I tried nix (for spinning up dev environments). It is very slow compared to docker.

djaouen
0 replies
21h11m

I just wanted to chime in here and say that Guix also has a nice and easy-to-use Docker option with "guix pack -f docker" [1]. Guix also has the advantage of using an already-used language (Guile/Scheme) rather than its own bespoke one. :)

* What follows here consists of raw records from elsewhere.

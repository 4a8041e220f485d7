use serde::{Deserialize, Serialize};
use std::fmt;

/// Workflow instance state definitions.
#[derive(Debug, Clone, Copy, PartialEq, Eq, Hash, Serialize, Deserialize)]
#[serde(rename_all = "snake_case")]
pub enum WorkflowState {
    /// Initial state when the workflow instance is created
    Pending,
    /// Orchestration is running stages
    InProgress,
    /// All stages completed successfully
    Completed,
    /// Terminal success with degraded stages (e.g. audio skipped)
    CompletedWithErrors,
    /// A fatal stage failure aborted the pipeline
    Failed,
}

impl WorkflowState {
    /// Check if this is a terminal state (no further transitions allowed)
    pub fn is_terminal(&self) -> bool {
        matches!(
            self,
            Self::Completed | Self::CompletedWithErrors | Self::Failed
        )
    }

    /// Check if the workflow produced a usable result (full or partial)
    pub fn is_success(&self) -> bool {
        matches!(self, Self::Completed | Self::CompletedWithErrors)
    }

    /// Check if this is an active state (stages are being processed)
    pub fn is_active(&self) -> bool {
        matches!(self, Self::InProgress)
    }
}

impl fmt::Display for WorkflowState {
    fn fmt(&self, f: &mut fmt::Formatter<'_>) -> fmt::Result {
        match self {
            Self::Pending => write!(f, "pending"),
            Self::InProgress => write!(f, "in_progress"),
            Self::Completed => write!(f, "completed"),
            Self::CompletedWithErrors => write!(f, "completed_with_errors"),
            Self::Failed => write!(f, "failed"),
        }
    }
}

impl std::str::FromStr for WorkflowState {
    type Err = String;

    fn from_str(s: &str) -> Result<Self, Self::Err> {
        match s {
            "pending" => Ok(Self::Pending),
            "in_progress" => Ok(Self::InProgress),
            "completed" => Ok(Self::Completed),
            "completed_with_errors" => Ok(Self::CompletedWithErrors),
            "failed" => Ok(Self::Failed),
            _ => Err(format!("Invalid workflow state: {s}")),
        }
    }
}

impl Default for WorkflowState {
    fn default() -> Self {
        Self::Pending
    }
}

/// Stage task state definitions.
#[derive(Debug, Clone, Copy, PartialEq, Eq, Hash, Serialize, Deserialize)]
#[serde(rename_all = "snake_case")]
pub enum StageTaskState {
    /// Initial state when the task instance is created
    Pending,
    /// Stage collaborator call is in flight
    InProgress,
    /// Stage completed successfully
    Completed,
    /// Stage failed; the orchestrator decides whether the workflow survives
    Failed,
}

impl StageTaskState {
    /// Check if this is a terminal state (no further transitions allowed)
    pub fn is_terminal(&self) -> bool {
        matches!(self, Self::Completed | Self::Failed)
    }

    /// Check if this is an active state
    pub fn is_active(&self) -> bool {
        matches!(self, Self::InProgress)
    }
}

impl fmt::Display for StageTaskState {
    fn fmt(&self, f: &mut fmt::Formatter<'_>) -> fmt::Result {
        match self {
            Self::Pending => write!(f, "pending"),
            Self::InProgress => write!(f, "in_progress"),
            Self::Completed => write!(f, "completed"),
            Self::Failed => write!(f, "failed"),
        }
    }
}

impl std::str::FromStr for StageTaskState {
    type Err = String;

    fn from_str(s: &str) -> Result<Self, Self::Err> {
        match s {
            "pending" => Ok(Self::Pending),
            "in_progress" => Ok(Self::InProgress),
            "completed" => Ok(Self::Completed),
            "failed" => Ok(Self::Failed),
            _ => Err(format!("Invalid stage task state: {s}")),
        }
    }
}

impl Default for StageTaskState {
    fn default() -> Self {
        Self::Pending
    }
}
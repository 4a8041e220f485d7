//! In-memory store implementations.
//!
//! Used by the test suite and by embedded deployments that do not need
//! durability. Semantics mirror the PostgreSQL implementation row for row,
//! including the acquire UPSERT conditions.

use async_trait::async_trait;
use chrono::Utc;
use parking_lot::Mutex;
use std::collections::HashMap;
use std::time::Duration;
use uuid::Uuid;

use super::{AcquireOutcome, IdempotencyStore, StorageError, WorkflowStore};
use crate::models::{IdempotencyRecord, IdempotencyStatus, TaskInstance, WorkflowInstance};
use crate::state_machine::{StageTaskState, WorkflowState};

/// Hash-map backed idempotency store guarded by a single mutex.
pub struct InMemoryIdempotencyStore {
    records: Mutex<HashMap<(String, String), IdempotencyRecord>>,
    lock_timeout: Duration,
}

impl InMemoryIdempotencyStore {
    pub fn new(lock_timeout: Duration) -> Self {
        Self {
            records: Mutex::new(HashMap::new()),
            lock_timeout,
        }
    }

    /// Insert a record directly, bypassing the protocol. Test seam for
    /// constructing stale-lock and conflict scenarios.
    pub fn seed(&self, record: IdempotencyRecord) {
        self.records
            .lock()
            .insert((record.key.clone(), record.task_name.clone()), record);
    }

    /// Snapshot a record for assertions.
    pub fn snapshot(&self, key: &str, task_name: &str) -> Option<IdempotencyRecord> {
        self.records
            .lock()
            .get(&(key.to_string(), task_name.to_string()))
            .cloned()
    }
}

#[async_trait]
impl IdempotencyStore for InMemoryIdempotencyStore {
    async fn check(
        &self,
        key: &str,
        task_name: &str,
    ) -> Result<Option<IdempotencyRecord>, StorageError> {
        Ok(self
            .records
            .lock()
            .get(&(key.to_string(), task_name.to_string()))
            .cloned())
    }

    async fn acquire(
        &self,
        key: &str,
        task_name: &str,
        workflow_id: Option<&str>,
    ) -> Result<AcquireOutcome, StorageError> {
        let mut records = self.records.lock();
        let map_key = (key.to_string(), task_name.to_string());

        if let Some(existing) = records.get(&map_key) {
            let status = existing
                .parsed_status()
                .map_err(StorageError::InvariantViolation)?;
            let reacquirable = match status {
                IdempotencyStatus::Failed => true,
                IdempotencyStatus::Processing => existing.is_lock_expired(self.lock_timeout),
                IdempotencyStatus::Completed => false,
            };
            if !reacquirable {
                return Ok(AcquireOutcome::Conflict {
                    locked_at: existing.locked_at,
                });
            }
        }

        let now = Utc::now();
        let created_at = records.get(&map_key).map(|r| r.created_at).unwrap_or(now);
        records.insert(
            map_key,
            IdempotencyRecord {
                key: key.to_string(),
                task_name: task_name.to_string(),
                workflow_id: workflow_id.map(str::to_string),
                status: IdempotencyStatus::Processing.to_string(),
                locked_at: Some(now),
                result_payload: None,
                error_payload: None,
                created_at,
            },
        );
        Ok(AcquireOutcome::Acquired)
    }

    async fn complete(
        &self,
        key: &str,
        task_name: &str,
        result_payload: &serde_json::Value,
    ) -> Result<(), StorageError> {
        let mut records = self.records.lock();
        let record = records
            .get_mut(&(key.to_string(), task_name.to_string()))
            .ok_or_else(|| StorageError::NotFound {
                entity: "idempotency record".to_string(),
                id: format!("{key}/{task_name}"),
            })?;
        record.status = IdempotencyStatus::Completed.to_string();
        record.result_payload = Some(result_payload.clone());
        record.locked_at = None;
        Ok(())
    }

    async fn fail(
        &self,
        key: &str,
        task_name: &str,
        error_payload: &serde_json::Value,
    ) -> Result<(), StorageError> {
        let mut records = self.records.lock();
        let record = records
            .get_mut(&(key.to_string(), task_name.to_string()))
            .ok_or_else(|| StorageError::NotFound {
                entity: "idempotency record".to_string(),
                id: format!("{key}/{task_name}"),
            })?;
        record.status = IdempotencyStatus::Failed.to_string();
        record.error_payload = Some(error_payload.clone());
        record.locked_at = None;
        Ok(())
    }

    fn lock_timeout(&self) -> Duration {
        self.lock_timeout
    }
}

/// Hash-map backed workflow/task store.
pub struct InMemoryWorkflowStore {
    workflows: Mutex<HashMap<Uuid, WorkflowInstance>>,
    tasks: Mutex<HashMap<Uuid, TaskInstance>>,
}

impl InMemoryWorkflowStore {
    pub fn new() -> Self {
        Self {
            workflows: Mutex::new(HashMap::new()),
            tasks: Mutex::new(HashMap::new()),
        }
    }
}

impl Default for InMemoryWorkflowStore {
    fn default() -> Self {
        Self::new()
    }
}

#[async_trait]
impl WorkflowStore for InMemoryWorkflowStore {
    async fn create_workflow(
        &self,
        context_data: serde_json::Value,
    ) -> Result<WorkflowInstance, StorageError> {
        let now = Utc::now();
        let workflow = WorkflowInstance {
            workflow_id: Uuid::new_v4(),
            status: WorkflowState::Pending.to_string(),
            context_data,
            error_message: None,
            created_at: now,
            updated_at: now,
        };
        self.workflows
            .lock()
            .insert(workflow.workflow_id, workflow.clone());
        Ok(workflow)
    }

    async fn get_workflow(
        &self,
        workflow_id: Uuid,
    ) -> Result<Option<WorkflowInstance>, StorageError> {
        Ok(self.workflows.lock().get(&workflow_id).cloned())
    }

    async fn update_workflow_status(
        &self,
        workflow_id: Uuid,
        status: &str,
        context_data: Option<serde_json::Value>,
        error_message: Option<String>,
    ) -> Result<(), StorageError> {
        let mut workflows = self.workflows.lock();
        let workflow = workflows
            .get_mut(&workflow_id)
            .ok_or_else(|| StorageError::NotFound {
                entity: "workflow".to_string(),
                id: workflow_id.to_string(),
            })?;
        workflow.status = status.to_string();
        if let Some(context) = context_data {
            workflow.context_data = context;
        }
        if let Some(message) = error_message {
            workflow.error_message = Some(message);
        }
        workflow.updated_at = Utc::now();
        Ok(())
    }

    async fn create_task(
        &self,
        workflow_id: Uuid,
        name: &str,
        order_num: i32,
        input_summary: serde_json::Value,
    ) -> Result<TaskInstance, StorageError> {
        let now = Utc::now();
        let task = TaskInstance {
            task_id: Uuid::new_v4(),
            workflow_id,
            name: name.to_string(),
            order_num,
            status: StageTaskState::Pending.to_string(),
            input_summary,
            output_summary: None,
            error_details: None,
            created_at: now,
            updated_at: now,
        };
        self.tasks.lock().insert(task.task_id, task.clone());
        Ok(task)
    }

    async fn get_task(&self, task_id: Uuid) -> Result<Option<TaskInstance>, StorageError> {
        Ok(self.tasks.lock().get(&task_id).cloned())
    }

    async fn update_task_status(
        &self,
        task_id: Uuid,
        status: &str,
        output_summary: Option<serde_json::Value>,
        error_details: Option<serde_json::Value>,
    ) -> Result<(), StorageError> {
        let mut tasks = self.tasks.lock();
        let task = tasks.get_mut(&task_id).ok_or_else(|| StorageError::NotFound {
            entity: "task".to_string(),
            id: task_id.to_string(),
        })?;
        task.status = status.to_string();
        if let Some(summary) = output_summary {
            task.output_summary = Some(summary);
        }
        if let Some(details) = error_details {
            task.error_details = Some(details);
        }
        task.updated_at = Utc::now();
        Ok(())
    }

    async fn list_tasks(&self, workflow_id: Uuid) -> Result<Vec<TaskInstance>, StorageError> {
        let mut tasks: Vec<TaskInstance> = self
            .tasks
            .lock()
            .values()
            .filter(|t| t.workflow_id == workflow_id)
            .cloned()
            .collect();
        tasks.sort_by_key(|t| t.order_num);
        Ok(tasks)
    }
}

[1] https://guix.gnu.org/manual/en/html_node/Invoking-guix-pack....

conradludgate
0 replies
10h32m

I wanted to love nix. It seems like something I would like. I tried to compile rust using nix on my mac. Didn't work, known bug. I reinstalled my desktop to use nixos. I got lost between flakes, nixpkgs, homemanager. I managed to get vscode installed but when I added the nix extension (declared in nix) it would refuse to run vscode... It's just not a good experience so I reinstalled arch

asmor
0 replies
11h53m

Little known (possibly unintended) feature, but you can put the `toplevel` attribute of a nixosSystem into docker image `contents`, which lets you use NixOS modules to set things up. Just be sure to import the minimal preset, because those images get large.

Unfortunately booting the entire system with /init is largely broken, especially without --privileged. This would be an amazing feature if it didn't require so much extra tinkering.

andrewstuart
0 replies
11h27m

I like nspawn over docker because it doesn't use the layered file system thing.

Instead, it's just a simple root directory placed somewhere and you run the container on that. Much more straightforward.